Other books I liked to use was sometimes the Oriental Adventures from 1e which is almost a crossover book, or Sages and Specialist which have some neat NPC classes as well as NPC classes players could use as PC's if they really want to (weaker than PH classes, but if you are a Demi-human and the DM doesn't allow the 4x XP option, then it's a way to get ultra high level characters that are demi-humans).

I think I used Complete Wizard (or was it Mage) but ONLY for the spell making ideas with in it. WE normally did not play with Kits as they were too unbalanced in general and made a mess of things.
 

DammitVictor

Druid of the Invisible Hand
What were the go to Books, aside from the usual edition trinity, to get for 2E?
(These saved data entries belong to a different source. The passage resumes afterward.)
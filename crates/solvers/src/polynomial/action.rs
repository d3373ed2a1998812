/// Control actions supported by the polynomial solver.
///
/// The solver is closed-form, so there is nothing for an observer to steer:
/// this type has no values and observers always return `None`.
#[derive(Debug, Clone, Copy, PartialEq, Eq)]
pub enum Action {}
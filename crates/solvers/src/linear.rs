//! Linear equations `c·x + d = 0`.

/// Returns the root of `c·x + d = 0`.
///
/// The caller must ensure `c` is non-zero.
#[must_use]
pub fn solve(c: f64, d: f64) -> f64 {
    -d / c
}
//! Solve linear, quadratic, and cubic equations written as text.
//!
//! ```
//! let solution = polyroot::solve("x^2+3=1");
//!
//! assert!(solution.is_ok());
//! assert!(solution.real_roots.is_empty());
//! assert_eq!(solution.complex_roots.len(), 2);
//! ```
//!
//! # Equation syntax
//!
//! - `x` is the only variable
//! - `^` raises `x` to the power 1, 2, or 3, e.g. `x^3`
//! - terms are joined with `+` and `-`, and exactly one `=` separates the sides
//! - coefficients are plain decimals, optionally followed by `*`, e.g. `2.5x^2` or `4*x`
//!
//! `x^3+x^2+3=3+x-2x^2` is valid; `y^2=x**2` is not.
//!
//! Invalid input never panics: the returned [`Solution`] carries the error and
//! no roots.

#[cfg(test)]
mod proptests;

pub use polyroot_core::{
    Complex64, Degree, Error, Observer, Polynomial, Solution, SyntaxError, TermError,
};
pub use polyroot_parse::{self as parse, polynomial, validate};
pub use polyroot_solvers::{self as solvers, Action, Config, ConfigError, Event};

/// Parses and solves an equation.
///
/// Check [`Solution::error`] before using the roots.
#[must_use]
pub fn solve(equation: &str) -> Solution {
    solve_with(equation, &Config::default(), ())
}

/// Parses and solves an equation with an explicit config, reporting solver
/// events to `observer`.
#[must_use]
pub fn solve_with<Obs>(equation: &str, config: &Config, observer: Obs) -> Solution
where
    Obs: Observer<Event, Action>,
{
    match polynomial(equation) {
        Ok(polynomial) => polyroot_solvers::solve(&polynomial, config, observer),
        Err(error) => {
            log::warn!("rejected equation {equation:?}: {error}");
            Solution::failed(error)
        }
    }
}

/// Solves a polynomial given directly by its coefficients.
#[must_use]
pub fn solve_polynomial(polynomial: &Polynomial) -> Solution {
    polyroot_solvers::solve_unobserved(polynomial)
}
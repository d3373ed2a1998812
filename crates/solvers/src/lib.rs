//! Closed-form root solvers for polynomials of degree one to three.
//!
//! A [`Polynomial`] dispatches on its leading non-zero coefficient:
//!
//! - [`cubic`]: Cardano's method, with a trigonometric form for three real roots
//! - [`quadratic`]: the quadratic formula, complex-aware
//! - [`linear`]: a single real root
//!
//! [`polynomial::solve`] runs the dispatch and [`coerce`]s complex roots with
//! a zero imaginary part into the real roots.
//!
//! [`Polynomial`]: polyroot_core::Polynomial

pub mod coerce;
pub mod cubic;
pub mod linear;
pub mod polynomial;
pub mod quadratic;

pub use polynomial::{Action, Config, ConfigError, Event, solve, solve_unobserved};
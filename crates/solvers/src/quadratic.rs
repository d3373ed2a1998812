//! Quadratic equations `a·x² + b·x + c = 0`.
//!
//! The coefficients here are named for the quadratic itself; when solving a
//! [`Polynomial`] they are its `b`, `c`, and `d`.
//!
//! [`Polynomial`]: polyroot_core::Polynomial

use num_complex::Complex64;

/// The two roots of a quadratic.
#[derive(Debug, Clone, Copy, PartialEq)]
pub enum Roots {
    /// Two real roots in ascending order. Equal for a zero discriminant.
    Real([f64; 2]),
    /// A complex conjugate pair, negative imaginary part first when `a > 0`.
    Complex([Complex64; 2]),
}

impl Roots {
    /// Returns both roots as complex numbers.
    #[must_use]
    pub fn to_complex(self) -> [Complex64; 2] {
        match self {
            Roots::Real(roots) => roots.map(|x| Complex64::new(x, 0.0)),
            Roots::Complex(roots) => roots,
        }
    }
}

/// Returns `b² − 4ac`.
#[must_use]
pub fn discriminant(a: f64, b: f64, c: f64) -> f64 {
    b * b - 4.0 * a * c
}

/// Solves `a·x² + b·x + c = 0` with the quadratic formula.
///
/// A negative discriminant yields a complex pair rather than `NaN`.
/// The caller must ensure `a` is non-zero.
#[must_use]
pub fn solve(a: f64, b: f64, c: f64) -> Roots {
    let delta = discriminant(a, b, c);
    let denom = 2.0 * a;

    if delta < 0.0 {
        let re = -b / denom;
        let im = delta.abs().sqrt() / denom;
        return Roots::Complex([Complex64::new(re, -im), Complex64::new(re, im)]);
    }

    let sqrt_delta = delta.sqrt();
    let x1 = (-b - sqrt_delta) / denom;
    let x2 = (-b + sqrt_delta) / denom;
    Roots::Real([x1.min(x2), x1.max(x2)])
}
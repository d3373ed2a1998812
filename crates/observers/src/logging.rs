use std::fmt::Debug;

use log::Level;
use polyroot_core::Observer;

/// Forwards solver events to the `log` facade.
///
/// Each event is written with its `Debug` representation under the
/// `polyroot::solver` target.
#[derive(Debug, Clone, Copy, PartialEq, Eq)]
pub struct LogObserver {
    level: Level,
}

impl LogObserver {
    /// The target every event is logged under.
    pub const TARGET: &'static str = "polyroot::solver";

    /// Creates an observer that logs at the given level.
    #[must_use]
    pub fn new(level: Level) -> Self {
        Self { level }
    }

    /// Returns the level events are logged at.
    #[must_use]
    pub fn level(&self) -> Level {
        self.level
    }
}

impl Default for LogObserver {
    /// Logs at [`Level::Debug`].
    fn default() -> Self {
        Self::new(Level::Debug)
    }
}

impl<E: Debug, A> Observer<E, A> for LogObserver {
    fn observe(&mut self, event: &E) -> Option<A> {
        log::log!(target: Self::TARGET, self.level, "{event:?}");
        None
    }
}

#[cfg(test)]
mod tests {
    use super::*;

    use polyroot_core::Polynomial;
    use polyroot_solvers::{Config, solve};

    #[test]
    fn defaults_to_debug() {
        assert_eq!(LogObserver::default().level(), Level::Debug);
    }

    #[test]
    fn never_interferes_with_solving() {
        let p = Polynomial::new(0.0, 0.0, 2.0, 4.0);
        let solution = solve(&p, &Config::default(), LogObserver::new(Level::Trace));
        assert_eq!(solution.real_roots, [-2.0]);
    }
}
/// Separates raw terms in a delimited equation.
pub const DELIMITER: char = ';';

/// The segment that marks the boundary between the two sides.
pub const EQUALS_MARKER: &str = "=";

/// Returns `true` for characters that start a new term.
fn is_sign(c: char) -> bool {
    matches!(c, '+' | '-' | '=')
}

/// Inserts a [`DELIMITER`] before every sign so each term keeps its own sign.
///
/// The `=` sign is also followed by a delimiter, which leaves it as a
/// standalone marker segment. A sign in the first position is never preceded
/// by a delimiter. ASCII whitespace is dropped.
///
/// ```
/// assert_eq!(polyroot_parse::delimit("x^3+2x^2+x+1=0"), "x^3;+2x^2;+x;+1;=;0");
/// ```
#[must_use]
pub fn delimit(equation: &str) -> String {
    let mut delimited = String::with_capacity(equation.len() * 2);

    let chars = equation.chars().filter(|c| !c.is_ascii_whitespace());
    for (i, c) in chars.enumerate() {
        if is_sign(c) && i != 0 {
            delimited.push(DELIMITER);
        }
        delimited.push(c);
        if c == '=' {
            delimited.push(DELIMITER);
        }
    }

    delimited
}

/// Splits an equation into its raw terms, in order.
///
/// Terms before the [`EQUALS_MARKER`] segment belong to the left-hand side,
/// terms after it to the right-hand side. Empty segments are dropped.
#[must_use]
pub fn normalize(equation: &str) -> Vec<String> {
    let terms: Vec<String> = delimit(equation)
        .split(DELIMITER)
        .filter(|segment| !segment.is_empty())
        .map(str::to_owned)
        .collect();

    log::trace!("normalized {equation:?} into {terms:?}");
    terms
}
use polyroot_core::{Error, Polynomial, TermError};

use crate::{Term, classify, normalize, separate_by_power, validate};

/// Sums the signed coefficients of variable terms sharing one power.
#[must_use]
pub fn sum_variable_terms(terms: &[Term]) -> f64 {
    terms.iter().map(Term::value).sum()
}

/// Sums constant terms.
#[must_use]
pub fn sum_constants(terms: &[Term]) -> f64 {
    terms.iter().map(Term::value).sum()
}

/// Parses raw terms and sums their signed coefficients.
///
/// ```
/// assert_eq!(polyroot_parse::sum_raw_terms(&["1", "4", "-2"]), Ok(3.0));
/// assert_eq!(polyroot_parse::sum_raw_terms(&["x", "4x", "-2x"]), Ok(3.0));
/// ```
///
/// # Errors
///
/// Returns a [`TermError`] for the first raw term that fails to parse.
pub fn sum_raw_terms<S: AsRef<str>>(raw_terms: &[S]) -> Result<f64, TermError> {
    raw_terms
        .iter()
        .map(|raw| Term::parse(raw.as_ref()).map(|term| term.value()))
        .sum()
}

/// Parses an equation into its normalized [`Polynomial`].
///
/// # Errors
///
/// Returns [`Error::Syntax`] if the text fails validation, [`Error::Term`]
/// if a term cannot be parsed, or [`Error::CoefficientOverflow`] if like
/// terms sum past the `f64` range.
pub fn polynomial(equation: &str) -> Result<Polynomial, Error> {
    validate(equation)?;

    let classified = classify(&normalize(equation))?;
    let by_power = separate_by_power(&classified.variables);

    let polynomial = Polynomial::new(
        sum_variable_terms(&by_power.third),
        sum_variable_terms(&by_power.second),
        sum_variable_terms(&by_power.first),
        sum_constants(&classified.constants),
    );

    if !polynomial.is_finite() {
        return Err(Error::CoefficientOverflow {
            equation: equation.into(),
        });
    }

    log::debug!("parsed {equation:?} as {polynomial:?}");
    Ok(polynomial)
}
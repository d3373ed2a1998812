use std::f64::consts::PI;

use polyroot_core::Polynomial;

/// Returns the three real roots of a cubic with `q³ + r² < 0`.
///
/// Uses the depressed cubic `t³ + p·t + q = 0` (with `x = t − b/(3a)`):
///
/// `t_k = 2√(−p/3) · cos[(arccos(3q/(2p) · √(−3/p)) − 2πk) / 3]`, `k = 0, 1, 2`.
///
/// The arccos argument is clamped to `[−1, 1]`; rounding can push it just
/// outside when two roots nearly coincide.
pub(super) fn roots(polynomial: &Polynomial) -> [f64; 3] {
    let Polynomial { a, b, c, d } = *polynomial;

    let p = (3.0 * a * c - b * b) / (3.0 * a * a);
    let q = (2.0 * b.powi(3) - 9.0 * a * b * c + 27.0 * a * a * d) / (27.0 * a.powi(3));

    let amplitude = 2.0 * (-p / 3.0).sqrt();
    let angle = ((3.0 * q) / (2.0 * p) * (-3.0 / p).sqrt())
        .clamp(-1.0, 1.0)
        .acos();
    let shift = b / (3.0 * a);

    [0.0, 1.0, 2.0].map(|k| amplitude * ((angle - 2.0 * PI * k) / 3.0).cos() - shift)
}
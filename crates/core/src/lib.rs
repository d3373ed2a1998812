//! Core types for polyroot.
//!
//! This crate defines the shared types that the parser, solvers, and
//! observers build on:
//!
//! - [`Polynomial`]: the normalized form `a·x³ + b·x² + c·x + d = 0`
//! - [`Degree`]: which closed-form solver a polynomial dispatches to
//! - [`Solution`]: real roots, complex roots, and an optional error
//! - [`Error`], [`SyntaxError`], [`TermError`]: the error taxonomy
//! - [`Observer`]: receives solver events and optionally returns control actions

mod error;
mod observer;
mod polynomial;
mod solution;

pub use error::{Error, SyntaxError, TermError};
pub use num_complex::Complex64;
pub use observer::Observer;
pub use polynomial::{Degree, Polynomial};
pub use solution::Solution;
Definitely the Core Rulebooks plus Tome of Magic.

As a Forever DM who doesn't like running the same world twice in a row: Player's Option. Skills & Powers for races and subraces, Spells & Magic for priesthoods and magic systems, Combat & Tactics for era-appropriate weapons and technology. World Builder's Guidebook and Complete Priest's Handbook are also critical. Also, consider the Complete Book of Humanoids.

If you like more Asian-inspired stuff, The Scarlet Brotherhood (for Greyhawkupdates the Monk and Assassin classes, the Complete Ninja's Handbook revises OA's martial arts systems, and you can rebuild the spellcasters with Spells & Magic. The Kara-Tur sub-setting for the Forgotten Realms might be able to flesh this out further, but I've never run with it.

For high-level gaming, DM's Option: High Level Campaigns is very useful. Dragon Kings, for Dark Sun is more useful in other settings than it would appear to be. I can't vouch for the FR high-level stuff.

The encyclopedias (of spells and magic items) aren't terribly inspiring or evocative, but they are incredibly dense-- if you can stomach just sitting and reading the equivalent of a phone book for a few hours, you'll come out of it with a handful of neat ideas.

A lot of the setting-specific stuff can be really useful for homebrewers, but I'm not really in a position to make recommendations-- beyond the Planewalker's Handbook and Complete Spacefarer's Handbook.
 

Lyxen

Great Old One
The one great thing from 2e was everything Planescape (then Dark Sun, then Spelljammer). I'm running lots of Planescape stuff for 5e with almost no adaptation.